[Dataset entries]
———
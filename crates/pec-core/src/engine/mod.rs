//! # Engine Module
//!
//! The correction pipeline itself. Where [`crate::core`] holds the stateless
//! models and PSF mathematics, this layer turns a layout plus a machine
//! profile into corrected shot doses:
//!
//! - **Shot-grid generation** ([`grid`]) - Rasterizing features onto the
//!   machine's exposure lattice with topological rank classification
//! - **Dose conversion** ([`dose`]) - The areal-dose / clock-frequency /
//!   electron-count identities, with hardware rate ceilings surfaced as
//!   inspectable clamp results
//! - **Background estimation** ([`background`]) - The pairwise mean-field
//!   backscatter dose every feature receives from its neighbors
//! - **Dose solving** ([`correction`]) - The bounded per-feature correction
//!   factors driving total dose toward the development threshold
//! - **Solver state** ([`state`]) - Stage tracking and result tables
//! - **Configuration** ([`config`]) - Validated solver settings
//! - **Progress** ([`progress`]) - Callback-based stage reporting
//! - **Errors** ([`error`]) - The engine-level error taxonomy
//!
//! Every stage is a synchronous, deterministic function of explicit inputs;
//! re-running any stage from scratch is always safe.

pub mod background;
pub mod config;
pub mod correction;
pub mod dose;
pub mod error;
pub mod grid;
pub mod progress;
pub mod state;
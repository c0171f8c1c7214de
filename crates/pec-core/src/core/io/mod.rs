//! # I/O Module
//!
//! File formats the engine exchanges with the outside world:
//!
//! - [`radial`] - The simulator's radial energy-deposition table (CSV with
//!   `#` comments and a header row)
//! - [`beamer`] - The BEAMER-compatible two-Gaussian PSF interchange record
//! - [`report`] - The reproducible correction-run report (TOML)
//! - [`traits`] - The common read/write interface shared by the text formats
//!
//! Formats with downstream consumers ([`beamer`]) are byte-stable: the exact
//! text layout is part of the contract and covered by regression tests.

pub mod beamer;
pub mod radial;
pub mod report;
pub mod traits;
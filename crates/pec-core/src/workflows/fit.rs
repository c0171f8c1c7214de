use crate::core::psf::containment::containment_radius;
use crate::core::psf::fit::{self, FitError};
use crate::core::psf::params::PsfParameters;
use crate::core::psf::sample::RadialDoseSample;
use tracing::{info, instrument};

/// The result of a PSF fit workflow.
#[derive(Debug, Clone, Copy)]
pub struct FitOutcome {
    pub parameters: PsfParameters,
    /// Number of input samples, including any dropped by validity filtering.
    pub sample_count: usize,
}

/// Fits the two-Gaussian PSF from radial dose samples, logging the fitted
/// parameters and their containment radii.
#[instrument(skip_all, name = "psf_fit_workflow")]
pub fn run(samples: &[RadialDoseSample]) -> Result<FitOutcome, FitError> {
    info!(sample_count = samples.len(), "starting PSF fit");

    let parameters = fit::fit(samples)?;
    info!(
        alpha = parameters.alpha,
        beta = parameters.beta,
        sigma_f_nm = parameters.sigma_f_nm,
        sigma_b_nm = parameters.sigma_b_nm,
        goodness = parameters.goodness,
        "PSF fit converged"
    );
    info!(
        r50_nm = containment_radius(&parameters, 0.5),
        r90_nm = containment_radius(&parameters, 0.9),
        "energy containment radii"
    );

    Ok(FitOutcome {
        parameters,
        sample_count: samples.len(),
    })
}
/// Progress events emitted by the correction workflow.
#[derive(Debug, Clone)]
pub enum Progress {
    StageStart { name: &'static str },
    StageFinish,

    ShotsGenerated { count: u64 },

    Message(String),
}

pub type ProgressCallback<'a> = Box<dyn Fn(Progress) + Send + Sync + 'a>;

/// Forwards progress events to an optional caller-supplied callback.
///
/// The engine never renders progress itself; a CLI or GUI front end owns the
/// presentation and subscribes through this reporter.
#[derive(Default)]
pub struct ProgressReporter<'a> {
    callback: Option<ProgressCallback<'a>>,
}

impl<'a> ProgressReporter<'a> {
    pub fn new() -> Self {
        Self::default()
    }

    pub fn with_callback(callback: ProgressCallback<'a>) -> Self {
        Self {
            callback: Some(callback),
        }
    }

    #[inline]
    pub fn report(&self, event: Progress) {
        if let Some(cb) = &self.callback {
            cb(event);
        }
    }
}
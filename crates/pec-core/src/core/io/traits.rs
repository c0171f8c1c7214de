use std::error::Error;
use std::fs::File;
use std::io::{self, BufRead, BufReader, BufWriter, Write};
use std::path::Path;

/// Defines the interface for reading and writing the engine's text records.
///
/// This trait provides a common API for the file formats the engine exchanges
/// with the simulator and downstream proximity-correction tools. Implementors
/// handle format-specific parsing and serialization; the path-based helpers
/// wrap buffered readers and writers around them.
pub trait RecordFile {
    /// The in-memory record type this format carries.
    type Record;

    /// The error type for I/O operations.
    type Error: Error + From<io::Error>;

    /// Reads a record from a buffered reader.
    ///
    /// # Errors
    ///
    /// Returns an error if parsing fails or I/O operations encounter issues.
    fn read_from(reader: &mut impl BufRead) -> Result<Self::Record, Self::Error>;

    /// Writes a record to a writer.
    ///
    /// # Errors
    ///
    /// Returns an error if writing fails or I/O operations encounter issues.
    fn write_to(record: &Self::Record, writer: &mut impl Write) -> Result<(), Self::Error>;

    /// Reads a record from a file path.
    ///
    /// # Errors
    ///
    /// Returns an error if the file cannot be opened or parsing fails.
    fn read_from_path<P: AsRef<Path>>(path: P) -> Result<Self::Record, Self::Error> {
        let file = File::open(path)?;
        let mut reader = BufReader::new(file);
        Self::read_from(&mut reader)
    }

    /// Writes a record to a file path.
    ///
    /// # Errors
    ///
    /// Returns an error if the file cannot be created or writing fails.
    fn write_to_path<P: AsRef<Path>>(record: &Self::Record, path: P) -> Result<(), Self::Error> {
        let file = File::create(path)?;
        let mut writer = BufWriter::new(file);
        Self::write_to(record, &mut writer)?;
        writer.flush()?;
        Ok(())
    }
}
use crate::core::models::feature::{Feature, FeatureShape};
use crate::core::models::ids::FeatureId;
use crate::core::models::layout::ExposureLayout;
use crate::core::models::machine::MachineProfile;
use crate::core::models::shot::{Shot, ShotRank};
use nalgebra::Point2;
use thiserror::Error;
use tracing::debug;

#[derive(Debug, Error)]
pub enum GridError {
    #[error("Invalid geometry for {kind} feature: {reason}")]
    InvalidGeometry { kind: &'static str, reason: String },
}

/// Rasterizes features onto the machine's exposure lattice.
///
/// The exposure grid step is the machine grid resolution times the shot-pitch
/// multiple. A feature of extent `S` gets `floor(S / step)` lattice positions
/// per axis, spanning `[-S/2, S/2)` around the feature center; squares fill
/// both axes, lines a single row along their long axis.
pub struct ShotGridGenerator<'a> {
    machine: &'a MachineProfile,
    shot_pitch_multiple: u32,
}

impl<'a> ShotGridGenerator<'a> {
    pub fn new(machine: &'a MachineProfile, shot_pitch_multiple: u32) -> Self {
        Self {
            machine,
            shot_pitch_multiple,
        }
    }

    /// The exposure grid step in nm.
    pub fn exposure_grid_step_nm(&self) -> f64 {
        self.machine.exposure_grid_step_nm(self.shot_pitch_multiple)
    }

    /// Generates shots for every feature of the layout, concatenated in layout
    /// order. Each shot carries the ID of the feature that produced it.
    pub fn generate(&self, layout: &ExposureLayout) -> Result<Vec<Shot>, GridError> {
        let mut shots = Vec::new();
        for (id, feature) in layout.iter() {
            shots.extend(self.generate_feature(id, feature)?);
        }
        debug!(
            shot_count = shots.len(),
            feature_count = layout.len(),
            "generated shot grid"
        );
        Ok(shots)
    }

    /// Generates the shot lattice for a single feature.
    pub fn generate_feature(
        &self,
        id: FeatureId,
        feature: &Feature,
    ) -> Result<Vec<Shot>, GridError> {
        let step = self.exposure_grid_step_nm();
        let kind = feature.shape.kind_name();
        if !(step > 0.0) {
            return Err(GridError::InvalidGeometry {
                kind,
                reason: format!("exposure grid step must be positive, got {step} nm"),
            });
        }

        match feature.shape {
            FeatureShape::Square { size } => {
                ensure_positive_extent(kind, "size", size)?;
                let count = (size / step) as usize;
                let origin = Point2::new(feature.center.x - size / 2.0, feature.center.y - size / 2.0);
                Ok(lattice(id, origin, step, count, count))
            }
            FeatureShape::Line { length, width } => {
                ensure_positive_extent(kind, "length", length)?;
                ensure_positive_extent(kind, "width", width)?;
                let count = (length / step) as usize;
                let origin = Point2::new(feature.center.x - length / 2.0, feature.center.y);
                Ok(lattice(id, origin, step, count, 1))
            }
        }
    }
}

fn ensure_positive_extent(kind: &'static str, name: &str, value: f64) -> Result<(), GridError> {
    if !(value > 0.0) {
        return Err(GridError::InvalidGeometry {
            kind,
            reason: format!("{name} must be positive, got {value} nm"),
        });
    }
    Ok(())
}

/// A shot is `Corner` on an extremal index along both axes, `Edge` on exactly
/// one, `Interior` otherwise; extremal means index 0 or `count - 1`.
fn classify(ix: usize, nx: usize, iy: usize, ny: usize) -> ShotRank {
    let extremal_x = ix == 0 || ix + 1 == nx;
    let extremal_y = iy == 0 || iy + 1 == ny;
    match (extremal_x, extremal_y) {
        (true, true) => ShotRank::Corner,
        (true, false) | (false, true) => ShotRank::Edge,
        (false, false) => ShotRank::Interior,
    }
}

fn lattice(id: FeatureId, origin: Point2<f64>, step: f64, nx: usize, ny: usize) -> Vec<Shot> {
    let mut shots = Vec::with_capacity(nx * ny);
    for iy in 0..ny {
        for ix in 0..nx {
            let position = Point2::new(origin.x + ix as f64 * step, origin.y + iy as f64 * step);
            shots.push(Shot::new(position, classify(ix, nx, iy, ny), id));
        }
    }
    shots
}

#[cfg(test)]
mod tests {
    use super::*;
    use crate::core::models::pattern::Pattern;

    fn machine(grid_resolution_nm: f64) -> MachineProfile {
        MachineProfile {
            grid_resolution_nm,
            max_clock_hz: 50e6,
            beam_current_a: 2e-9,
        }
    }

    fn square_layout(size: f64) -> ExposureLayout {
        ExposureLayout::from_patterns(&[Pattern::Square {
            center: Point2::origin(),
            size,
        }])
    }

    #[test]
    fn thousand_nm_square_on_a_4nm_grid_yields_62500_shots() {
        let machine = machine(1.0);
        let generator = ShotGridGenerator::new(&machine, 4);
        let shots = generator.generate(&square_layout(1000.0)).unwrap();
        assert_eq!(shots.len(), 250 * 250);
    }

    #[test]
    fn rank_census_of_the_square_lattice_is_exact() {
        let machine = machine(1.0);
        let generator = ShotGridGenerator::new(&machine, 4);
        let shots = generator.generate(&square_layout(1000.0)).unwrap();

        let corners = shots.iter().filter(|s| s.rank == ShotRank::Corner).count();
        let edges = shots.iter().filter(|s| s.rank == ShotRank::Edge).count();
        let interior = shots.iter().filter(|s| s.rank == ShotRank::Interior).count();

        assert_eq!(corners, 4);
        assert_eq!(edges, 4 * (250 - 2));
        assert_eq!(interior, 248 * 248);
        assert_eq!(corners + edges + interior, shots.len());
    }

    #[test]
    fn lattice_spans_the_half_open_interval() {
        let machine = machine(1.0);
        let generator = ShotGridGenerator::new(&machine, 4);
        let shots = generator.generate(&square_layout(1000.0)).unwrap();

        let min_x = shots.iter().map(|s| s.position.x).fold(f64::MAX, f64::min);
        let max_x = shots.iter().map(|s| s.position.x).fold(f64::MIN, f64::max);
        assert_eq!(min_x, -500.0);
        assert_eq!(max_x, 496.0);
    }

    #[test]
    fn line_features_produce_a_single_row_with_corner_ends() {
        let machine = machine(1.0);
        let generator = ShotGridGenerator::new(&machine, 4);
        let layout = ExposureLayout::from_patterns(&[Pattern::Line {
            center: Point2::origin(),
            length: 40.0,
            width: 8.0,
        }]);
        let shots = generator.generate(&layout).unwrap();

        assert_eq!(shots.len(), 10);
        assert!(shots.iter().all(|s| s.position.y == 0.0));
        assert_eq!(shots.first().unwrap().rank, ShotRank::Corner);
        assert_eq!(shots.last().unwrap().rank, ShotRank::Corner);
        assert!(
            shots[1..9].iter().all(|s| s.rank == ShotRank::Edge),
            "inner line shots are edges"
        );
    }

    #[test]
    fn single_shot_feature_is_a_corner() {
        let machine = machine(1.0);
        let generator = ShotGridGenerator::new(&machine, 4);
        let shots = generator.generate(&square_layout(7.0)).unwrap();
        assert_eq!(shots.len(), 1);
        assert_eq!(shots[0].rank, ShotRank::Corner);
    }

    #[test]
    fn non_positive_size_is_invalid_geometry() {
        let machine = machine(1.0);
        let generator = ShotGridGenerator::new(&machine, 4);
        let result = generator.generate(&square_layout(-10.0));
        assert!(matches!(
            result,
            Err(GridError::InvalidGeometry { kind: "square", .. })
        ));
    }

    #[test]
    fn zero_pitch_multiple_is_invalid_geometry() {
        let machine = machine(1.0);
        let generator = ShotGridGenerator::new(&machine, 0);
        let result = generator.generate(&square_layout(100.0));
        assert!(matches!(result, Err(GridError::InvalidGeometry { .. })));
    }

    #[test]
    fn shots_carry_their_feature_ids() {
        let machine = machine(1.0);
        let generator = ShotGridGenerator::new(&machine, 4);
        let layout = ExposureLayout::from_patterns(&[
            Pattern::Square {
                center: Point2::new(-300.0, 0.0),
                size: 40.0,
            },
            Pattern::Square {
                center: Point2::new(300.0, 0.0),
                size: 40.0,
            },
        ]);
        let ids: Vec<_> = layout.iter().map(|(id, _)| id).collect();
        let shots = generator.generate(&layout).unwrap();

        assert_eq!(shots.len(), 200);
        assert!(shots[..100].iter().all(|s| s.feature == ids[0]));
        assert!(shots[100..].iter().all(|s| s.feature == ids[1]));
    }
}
———
Work instruction — For the lines above, output exactly those from the line containing "filename crates/pec-core/src/core/io/mod.rs" through the line containing "correction-run report (TOML)", and skip the others.

Solution to the problem —
filename crates/pec-core/src/core/io/mod.rs
//! # I/O Module
//!
//! File formats the engine exchanges with the outside world:
//!
//! - [`radial`] - The simulator's radial energy-deposition table (CSV with
//!   `#` comments and a header row)
//! - [`beamer`] - The BEAMER-compatible two-Gaussian PSF interchange record
//! - [`report`] - The reproducible correction-run report (TOML)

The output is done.